**Records to use**
'''

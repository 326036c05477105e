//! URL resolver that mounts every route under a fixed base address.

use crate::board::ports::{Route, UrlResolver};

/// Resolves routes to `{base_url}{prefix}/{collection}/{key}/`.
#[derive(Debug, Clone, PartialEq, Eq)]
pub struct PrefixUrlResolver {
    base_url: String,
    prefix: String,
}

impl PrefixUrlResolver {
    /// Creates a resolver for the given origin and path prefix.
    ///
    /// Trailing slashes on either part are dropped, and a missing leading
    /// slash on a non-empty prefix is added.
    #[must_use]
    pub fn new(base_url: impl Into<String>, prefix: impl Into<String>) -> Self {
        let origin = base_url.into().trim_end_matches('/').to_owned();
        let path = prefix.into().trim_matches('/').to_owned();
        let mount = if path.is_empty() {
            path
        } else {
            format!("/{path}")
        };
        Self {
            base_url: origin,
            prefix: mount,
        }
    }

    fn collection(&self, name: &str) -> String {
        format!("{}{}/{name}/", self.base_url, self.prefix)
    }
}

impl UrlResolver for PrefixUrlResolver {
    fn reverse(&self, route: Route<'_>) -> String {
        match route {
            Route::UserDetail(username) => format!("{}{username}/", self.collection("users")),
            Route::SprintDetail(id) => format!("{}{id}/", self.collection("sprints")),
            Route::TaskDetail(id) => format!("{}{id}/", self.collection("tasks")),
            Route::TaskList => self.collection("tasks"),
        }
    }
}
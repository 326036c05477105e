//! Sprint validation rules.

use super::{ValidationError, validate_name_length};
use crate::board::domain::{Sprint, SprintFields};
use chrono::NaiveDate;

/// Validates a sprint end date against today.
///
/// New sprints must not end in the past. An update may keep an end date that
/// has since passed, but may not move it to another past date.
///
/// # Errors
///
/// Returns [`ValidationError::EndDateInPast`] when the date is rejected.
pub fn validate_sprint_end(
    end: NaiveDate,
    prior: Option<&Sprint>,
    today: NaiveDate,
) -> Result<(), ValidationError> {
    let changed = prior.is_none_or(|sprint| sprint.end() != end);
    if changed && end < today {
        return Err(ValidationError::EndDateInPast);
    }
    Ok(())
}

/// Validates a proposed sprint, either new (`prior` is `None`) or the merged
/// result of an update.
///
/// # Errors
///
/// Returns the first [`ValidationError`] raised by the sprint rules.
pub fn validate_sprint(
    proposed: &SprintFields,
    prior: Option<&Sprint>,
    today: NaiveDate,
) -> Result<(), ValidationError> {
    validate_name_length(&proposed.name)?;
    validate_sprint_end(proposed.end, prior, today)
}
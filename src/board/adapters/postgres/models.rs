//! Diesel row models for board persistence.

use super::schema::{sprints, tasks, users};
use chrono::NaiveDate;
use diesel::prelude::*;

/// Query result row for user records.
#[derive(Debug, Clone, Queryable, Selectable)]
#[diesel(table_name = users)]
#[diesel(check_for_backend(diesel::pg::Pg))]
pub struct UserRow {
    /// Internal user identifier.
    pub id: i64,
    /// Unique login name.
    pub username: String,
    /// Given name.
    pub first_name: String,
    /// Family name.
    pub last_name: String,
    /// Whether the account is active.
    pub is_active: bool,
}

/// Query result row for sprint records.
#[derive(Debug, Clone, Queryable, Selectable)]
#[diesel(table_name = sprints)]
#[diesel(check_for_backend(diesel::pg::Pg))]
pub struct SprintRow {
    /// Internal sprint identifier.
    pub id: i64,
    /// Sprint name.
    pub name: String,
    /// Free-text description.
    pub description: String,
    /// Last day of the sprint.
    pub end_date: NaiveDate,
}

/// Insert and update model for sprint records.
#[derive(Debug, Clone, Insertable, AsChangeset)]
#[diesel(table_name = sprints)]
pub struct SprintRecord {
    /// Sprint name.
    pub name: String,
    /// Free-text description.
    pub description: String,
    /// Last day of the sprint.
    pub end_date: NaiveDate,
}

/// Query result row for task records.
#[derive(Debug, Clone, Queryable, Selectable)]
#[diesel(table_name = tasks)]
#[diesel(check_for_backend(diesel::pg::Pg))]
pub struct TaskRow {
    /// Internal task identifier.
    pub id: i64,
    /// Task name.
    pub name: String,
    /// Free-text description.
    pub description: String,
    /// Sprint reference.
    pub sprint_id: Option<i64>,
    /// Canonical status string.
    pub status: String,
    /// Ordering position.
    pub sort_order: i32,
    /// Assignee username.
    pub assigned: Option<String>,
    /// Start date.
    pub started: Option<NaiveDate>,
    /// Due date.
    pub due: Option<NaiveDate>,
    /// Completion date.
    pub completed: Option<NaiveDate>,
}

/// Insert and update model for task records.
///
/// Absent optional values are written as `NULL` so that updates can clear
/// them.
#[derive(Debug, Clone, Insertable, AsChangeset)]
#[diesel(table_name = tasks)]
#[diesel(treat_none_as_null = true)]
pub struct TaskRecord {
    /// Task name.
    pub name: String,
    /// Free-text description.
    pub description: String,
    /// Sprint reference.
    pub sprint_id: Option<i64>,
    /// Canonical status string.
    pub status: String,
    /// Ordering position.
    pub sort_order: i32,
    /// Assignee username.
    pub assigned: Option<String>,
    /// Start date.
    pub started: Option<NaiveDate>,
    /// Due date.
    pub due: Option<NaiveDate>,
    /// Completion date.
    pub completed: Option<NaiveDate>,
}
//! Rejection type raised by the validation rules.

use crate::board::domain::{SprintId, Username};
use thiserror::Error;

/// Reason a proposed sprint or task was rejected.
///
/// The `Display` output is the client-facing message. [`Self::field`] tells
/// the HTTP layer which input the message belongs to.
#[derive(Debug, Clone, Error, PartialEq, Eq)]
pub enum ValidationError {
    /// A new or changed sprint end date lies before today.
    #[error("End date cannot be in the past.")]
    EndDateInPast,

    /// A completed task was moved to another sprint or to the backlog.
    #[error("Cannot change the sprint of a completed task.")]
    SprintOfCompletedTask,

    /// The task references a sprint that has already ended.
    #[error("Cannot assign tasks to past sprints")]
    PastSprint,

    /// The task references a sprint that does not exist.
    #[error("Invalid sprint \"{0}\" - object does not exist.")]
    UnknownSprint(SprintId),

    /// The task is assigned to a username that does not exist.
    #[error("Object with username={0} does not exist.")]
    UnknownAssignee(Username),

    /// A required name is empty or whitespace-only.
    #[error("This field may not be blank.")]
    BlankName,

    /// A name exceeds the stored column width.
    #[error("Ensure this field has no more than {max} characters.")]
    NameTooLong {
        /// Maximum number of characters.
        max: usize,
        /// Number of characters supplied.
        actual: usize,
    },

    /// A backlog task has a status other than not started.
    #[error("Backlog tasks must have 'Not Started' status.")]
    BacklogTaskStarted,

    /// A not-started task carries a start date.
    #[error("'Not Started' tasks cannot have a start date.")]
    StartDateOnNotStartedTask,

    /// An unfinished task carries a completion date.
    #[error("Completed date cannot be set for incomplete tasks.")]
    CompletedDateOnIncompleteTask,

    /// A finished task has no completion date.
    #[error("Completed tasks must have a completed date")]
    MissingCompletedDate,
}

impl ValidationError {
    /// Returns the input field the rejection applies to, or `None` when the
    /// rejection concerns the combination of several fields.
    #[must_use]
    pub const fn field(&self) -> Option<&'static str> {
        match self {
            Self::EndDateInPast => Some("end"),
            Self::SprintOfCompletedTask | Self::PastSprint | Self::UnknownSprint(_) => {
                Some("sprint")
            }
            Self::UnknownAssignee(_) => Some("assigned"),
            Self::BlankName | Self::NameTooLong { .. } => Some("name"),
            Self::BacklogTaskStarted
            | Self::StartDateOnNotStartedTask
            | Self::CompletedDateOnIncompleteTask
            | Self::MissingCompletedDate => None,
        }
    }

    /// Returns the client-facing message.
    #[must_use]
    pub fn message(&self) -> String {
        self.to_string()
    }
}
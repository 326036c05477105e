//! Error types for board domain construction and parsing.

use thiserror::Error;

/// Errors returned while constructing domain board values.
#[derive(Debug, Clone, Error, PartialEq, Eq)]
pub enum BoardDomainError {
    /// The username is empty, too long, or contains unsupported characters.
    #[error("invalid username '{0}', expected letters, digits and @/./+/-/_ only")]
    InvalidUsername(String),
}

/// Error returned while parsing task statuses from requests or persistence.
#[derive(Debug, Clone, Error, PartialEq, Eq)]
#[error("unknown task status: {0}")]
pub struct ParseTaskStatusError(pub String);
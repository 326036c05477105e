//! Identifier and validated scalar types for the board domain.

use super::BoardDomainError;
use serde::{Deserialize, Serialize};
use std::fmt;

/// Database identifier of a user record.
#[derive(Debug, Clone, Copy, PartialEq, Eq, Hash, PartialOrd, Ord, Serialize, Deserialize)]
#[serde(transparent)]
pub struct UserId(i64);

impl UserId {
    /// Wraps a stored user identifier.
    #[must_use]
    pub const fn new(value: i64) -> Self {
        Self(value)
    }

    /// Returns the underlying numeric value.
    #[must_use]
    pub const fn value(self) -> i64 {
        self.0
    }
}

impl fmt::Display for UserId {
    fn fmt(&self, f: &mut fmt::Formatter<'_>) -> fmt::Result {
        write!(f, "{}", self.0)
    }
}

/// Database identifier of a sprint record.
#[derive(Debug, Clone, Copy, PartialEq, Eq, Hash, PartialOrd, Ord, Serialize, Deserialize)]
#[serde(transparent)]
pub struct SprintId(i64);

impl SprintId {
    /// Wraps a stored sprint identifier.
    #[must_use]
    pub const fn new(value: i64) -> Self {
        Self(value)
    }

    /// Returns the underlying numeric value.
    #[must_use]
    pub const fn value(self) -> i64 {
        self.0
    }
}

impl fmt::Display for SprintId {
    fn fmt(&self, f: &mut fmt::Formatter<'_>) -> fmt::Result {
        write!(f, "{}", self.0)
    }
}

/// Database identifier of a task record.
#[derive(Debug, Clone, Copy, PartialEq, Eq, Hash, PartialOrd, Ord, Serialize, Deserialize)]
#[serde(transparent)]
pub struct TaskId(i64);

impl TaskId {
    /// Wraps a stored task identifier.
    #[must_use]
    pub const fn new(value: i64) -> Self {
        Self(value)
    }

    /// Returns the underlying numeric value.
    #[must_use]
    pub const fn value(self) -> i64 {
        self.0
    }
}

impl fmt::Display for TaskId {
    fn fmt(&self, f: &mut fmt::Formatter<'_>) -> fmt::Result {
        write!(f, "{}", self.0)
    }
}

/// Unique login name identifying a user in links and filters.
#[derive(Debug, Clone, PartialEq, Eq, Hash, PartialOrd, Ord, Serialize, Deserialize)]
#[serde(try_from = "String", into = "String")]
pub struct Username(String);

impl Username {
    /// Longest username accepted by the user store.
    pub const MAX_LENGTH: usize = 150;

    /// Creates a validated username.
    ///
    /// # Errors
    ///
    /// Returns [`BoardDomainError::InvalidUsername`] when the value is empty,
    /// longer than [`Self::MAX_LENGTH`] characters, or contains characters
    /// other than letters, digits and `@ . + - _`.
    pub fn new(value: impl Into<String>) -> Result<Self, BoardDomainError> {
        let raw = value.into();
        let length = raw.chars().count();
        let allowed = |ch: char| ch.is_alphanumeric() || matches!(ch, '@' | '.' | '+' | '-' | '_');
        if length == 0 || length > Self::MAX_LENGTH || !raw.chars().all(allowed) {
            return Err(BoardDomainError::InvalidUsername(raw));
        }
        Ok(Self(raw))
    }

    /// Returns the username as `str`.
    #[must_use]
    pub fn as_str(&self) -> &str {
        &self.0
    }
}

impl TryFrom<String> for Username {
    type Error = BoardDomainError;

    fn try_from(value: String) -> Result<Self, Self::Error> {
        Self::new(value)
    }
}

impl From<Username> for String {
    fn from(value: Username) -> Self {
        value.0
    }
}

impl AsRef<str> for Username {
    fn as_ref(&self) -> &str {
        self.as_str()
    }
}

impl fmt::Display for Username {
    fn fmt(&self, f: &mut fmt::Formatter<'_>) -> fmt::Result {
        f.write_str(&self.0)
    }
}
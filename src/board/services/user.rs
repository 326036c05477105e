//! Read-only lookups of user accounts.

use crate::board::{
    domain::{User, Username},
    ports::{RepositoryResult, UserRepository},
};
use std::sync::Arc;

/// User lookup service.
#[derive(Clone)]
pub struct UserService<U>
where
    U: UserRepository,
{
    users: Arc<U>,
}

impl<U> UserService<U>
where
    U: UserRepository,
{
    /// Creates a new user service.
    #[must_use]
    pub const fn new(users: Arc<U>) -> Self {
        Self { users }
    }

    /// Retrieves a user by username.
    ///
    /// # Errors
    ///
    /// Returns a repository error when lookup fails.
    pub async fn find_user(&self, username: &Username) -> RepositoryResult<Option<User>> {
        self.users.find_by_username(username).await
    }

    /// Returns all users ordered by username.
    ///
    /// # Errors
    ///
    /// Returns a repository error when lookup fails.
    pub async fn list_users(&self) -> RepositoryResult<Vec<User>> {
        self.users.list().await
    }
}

'''

**What is needed**
Which lines of the data include the string "models"? Find them and copy each one.

**Solution**
filename src/board/adapters/postgres/models.rs
//! Diesel row models for board persistence.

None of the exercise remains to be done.